Collected data:
____________________

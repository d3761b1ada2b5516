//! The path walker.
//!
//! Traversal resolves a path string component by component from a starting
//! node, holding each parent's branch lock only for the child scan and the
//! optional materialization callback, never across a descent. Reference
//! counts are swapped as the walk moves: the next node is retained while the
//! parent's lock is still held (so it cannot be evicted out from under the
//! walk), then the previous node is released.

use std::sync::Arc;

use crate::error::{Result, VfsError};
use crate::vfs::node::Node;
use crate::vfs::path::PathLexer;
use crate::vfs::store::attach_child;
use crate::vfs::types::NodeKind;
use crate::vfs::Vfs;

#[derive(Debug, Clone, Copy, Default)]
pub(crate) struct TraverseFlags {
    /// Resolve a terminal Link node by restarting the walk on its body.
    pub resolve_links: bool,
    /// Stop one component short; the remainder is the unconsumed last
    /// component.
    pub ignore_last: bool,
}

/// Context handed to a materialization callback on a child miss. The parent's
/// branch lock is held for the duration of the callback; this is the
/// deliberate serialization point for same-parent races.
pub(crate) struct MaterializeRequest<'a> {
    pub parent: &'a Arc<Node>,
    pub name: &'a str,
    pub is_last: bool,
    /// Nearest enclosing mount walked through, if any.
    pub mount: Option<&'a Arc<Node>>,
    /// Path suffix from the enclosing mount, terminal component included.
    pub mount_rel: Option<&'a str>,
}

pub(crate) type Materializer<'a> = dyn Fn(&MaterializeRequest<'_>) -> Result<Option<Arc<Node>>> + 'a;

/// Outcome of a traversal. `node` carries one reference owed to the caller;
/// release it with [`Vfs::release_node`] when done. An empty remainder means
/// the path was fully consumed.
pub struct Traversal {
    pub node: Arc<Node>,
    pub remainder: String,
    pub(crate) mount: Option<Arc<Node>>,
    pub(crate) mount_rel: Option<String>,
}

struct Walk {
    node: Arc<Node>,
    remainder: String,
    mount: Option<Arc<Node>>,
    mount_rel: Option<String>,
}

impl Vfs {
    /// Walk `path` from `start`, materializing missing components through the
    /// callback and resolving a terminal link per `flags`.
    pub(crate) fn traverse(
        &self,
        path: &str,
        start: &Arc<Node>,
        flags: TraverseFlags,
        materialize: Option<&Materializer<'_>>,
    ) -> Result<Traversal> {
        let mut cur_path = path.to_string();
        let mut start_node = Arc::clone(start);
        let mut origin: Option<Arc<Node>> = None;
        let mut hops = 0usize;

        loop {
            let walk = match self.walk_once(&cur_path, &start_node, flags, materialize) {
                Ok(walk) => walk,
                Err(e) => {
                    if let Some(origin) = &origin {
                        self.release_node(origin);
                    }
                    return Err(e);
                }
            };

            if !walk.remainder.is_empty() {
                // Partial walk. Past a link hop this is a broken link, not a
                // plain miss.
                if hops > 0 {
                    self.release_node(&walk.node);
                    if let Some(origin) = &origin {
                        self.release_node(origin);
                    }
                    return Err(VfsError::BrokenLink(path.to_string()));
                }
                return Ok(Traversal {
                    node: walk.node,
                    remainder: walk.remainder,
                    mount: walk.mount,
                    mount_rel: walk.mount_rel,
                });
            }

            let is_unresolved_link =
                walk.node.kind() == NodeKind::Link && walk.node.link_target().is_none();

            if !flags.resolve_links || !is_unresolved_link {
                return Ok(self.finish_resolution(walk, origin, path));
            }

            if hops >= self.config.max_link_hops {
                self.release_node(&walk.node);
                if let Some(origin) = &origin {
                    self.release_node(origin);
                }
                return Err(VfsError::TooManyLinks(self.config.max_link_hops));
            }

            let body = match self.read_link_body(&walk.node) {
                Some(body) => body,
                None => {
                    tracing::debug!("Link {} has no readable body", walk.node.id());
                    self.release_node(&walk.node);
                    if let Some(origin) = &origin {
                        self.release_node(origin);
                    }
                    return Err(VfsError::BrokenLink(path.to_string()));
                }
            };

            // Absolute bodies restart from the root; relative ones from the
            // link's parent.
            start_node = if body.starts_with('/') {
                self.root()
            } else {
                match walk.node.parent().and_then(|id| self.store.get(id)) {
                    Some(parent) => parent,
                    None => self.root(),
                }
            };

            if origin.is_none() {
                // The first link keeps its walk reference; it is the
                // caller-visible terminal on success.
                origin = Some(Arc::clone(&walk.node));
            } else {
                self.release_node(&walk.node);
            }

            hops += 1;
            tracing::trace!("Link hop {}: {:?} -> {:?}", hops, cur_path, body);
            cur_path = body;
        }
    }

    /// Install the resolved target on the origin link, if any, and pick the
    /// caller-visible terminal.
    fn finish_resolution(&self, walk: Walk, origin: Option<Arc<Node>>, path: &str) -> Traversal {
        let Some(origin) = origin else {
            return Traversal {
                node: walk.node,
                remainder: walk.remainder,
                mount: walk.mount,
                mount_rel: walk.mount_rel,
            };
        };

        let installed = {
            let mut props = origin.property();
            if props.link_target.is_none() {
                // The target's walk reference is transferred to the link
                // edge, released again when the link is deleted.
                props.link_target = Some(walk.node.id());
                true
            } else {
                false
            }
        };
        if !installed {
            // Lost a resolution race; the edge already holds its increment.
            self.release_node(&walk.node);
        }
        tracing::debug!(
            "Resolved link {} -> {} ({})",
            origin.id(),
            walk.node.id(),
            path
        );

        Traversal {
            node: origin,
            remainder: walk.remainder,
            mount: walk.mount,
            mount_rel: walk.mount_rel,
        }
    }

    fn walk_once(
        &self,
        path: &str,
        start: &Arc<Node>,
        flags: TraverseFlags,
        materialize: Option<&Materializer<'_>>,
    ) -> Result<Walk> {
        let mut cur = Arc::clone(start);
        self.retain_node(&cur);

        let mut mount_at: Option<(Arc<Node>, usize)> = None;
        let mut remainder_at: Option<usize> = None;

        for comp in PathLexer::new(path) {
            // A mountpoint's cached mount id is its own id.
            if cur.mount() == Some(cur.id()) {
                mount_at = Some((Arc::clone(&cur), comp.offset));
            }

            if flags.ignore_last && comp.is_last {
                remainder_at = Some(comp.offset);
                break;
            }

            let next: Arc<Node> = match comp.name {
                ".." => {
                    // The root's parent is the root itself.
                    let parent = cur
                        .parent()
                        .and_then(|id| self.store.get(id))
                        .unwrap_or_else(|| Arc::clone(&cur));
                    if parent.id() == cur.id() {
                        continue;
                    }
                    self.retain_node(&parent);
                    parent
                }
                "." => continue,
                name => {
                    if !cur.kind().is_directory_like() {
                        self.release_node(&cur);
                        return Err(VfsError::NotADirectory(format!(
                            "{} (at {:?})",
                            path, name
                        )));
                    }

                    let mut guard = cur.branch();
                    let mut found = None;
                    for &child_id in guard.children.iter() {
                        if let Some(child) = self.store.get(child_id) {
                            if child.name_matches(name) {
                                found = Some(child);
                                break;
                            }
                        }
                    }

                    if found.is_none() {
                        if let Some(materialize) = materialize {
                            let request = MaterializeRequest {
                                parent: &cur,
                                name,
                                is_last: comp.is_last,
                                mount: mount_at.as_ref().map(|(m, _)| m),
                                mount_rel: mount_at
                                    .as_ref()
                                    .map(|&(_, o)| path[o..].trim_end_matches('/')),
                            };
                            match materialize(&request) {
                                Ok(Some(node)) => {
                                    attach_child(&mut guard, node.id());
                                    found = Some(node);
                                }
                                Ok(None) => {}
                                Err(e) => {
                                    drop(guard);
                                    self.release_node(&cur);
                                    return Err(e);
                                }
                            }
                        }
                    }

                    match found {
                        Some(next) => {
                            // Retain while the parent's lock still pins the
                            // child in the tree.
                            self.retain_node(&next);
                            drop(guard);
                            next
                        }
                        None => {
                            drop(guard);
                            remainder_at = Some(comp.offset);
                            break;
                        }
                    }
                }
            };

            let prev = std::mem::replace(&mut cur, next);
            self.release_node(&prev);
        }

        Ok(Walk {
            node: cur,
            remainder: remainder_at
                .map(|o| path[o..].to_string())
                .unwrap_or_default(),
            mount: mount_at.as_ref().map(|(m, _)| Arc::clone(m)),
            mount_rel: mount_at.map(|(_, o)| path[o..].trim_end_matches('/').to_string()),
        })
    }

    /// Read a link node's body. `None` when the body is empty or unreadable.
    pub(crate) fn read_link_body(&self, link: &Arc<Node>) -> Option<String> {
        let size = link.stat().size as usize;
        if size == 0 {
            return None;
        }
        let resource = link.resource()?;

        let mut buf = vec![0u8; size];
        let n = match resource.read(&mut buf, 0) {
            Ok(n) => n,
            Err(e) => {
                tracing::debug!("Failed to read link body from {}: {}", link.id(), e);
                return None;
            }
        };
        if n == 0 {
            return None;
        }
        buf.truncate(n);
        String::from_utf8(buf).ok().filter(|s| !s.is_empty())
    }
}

____________________

## Exercise aim:
Looking at the records above, how many lines include "callback"? Please give the number and nothing more.

## Result for this task:
4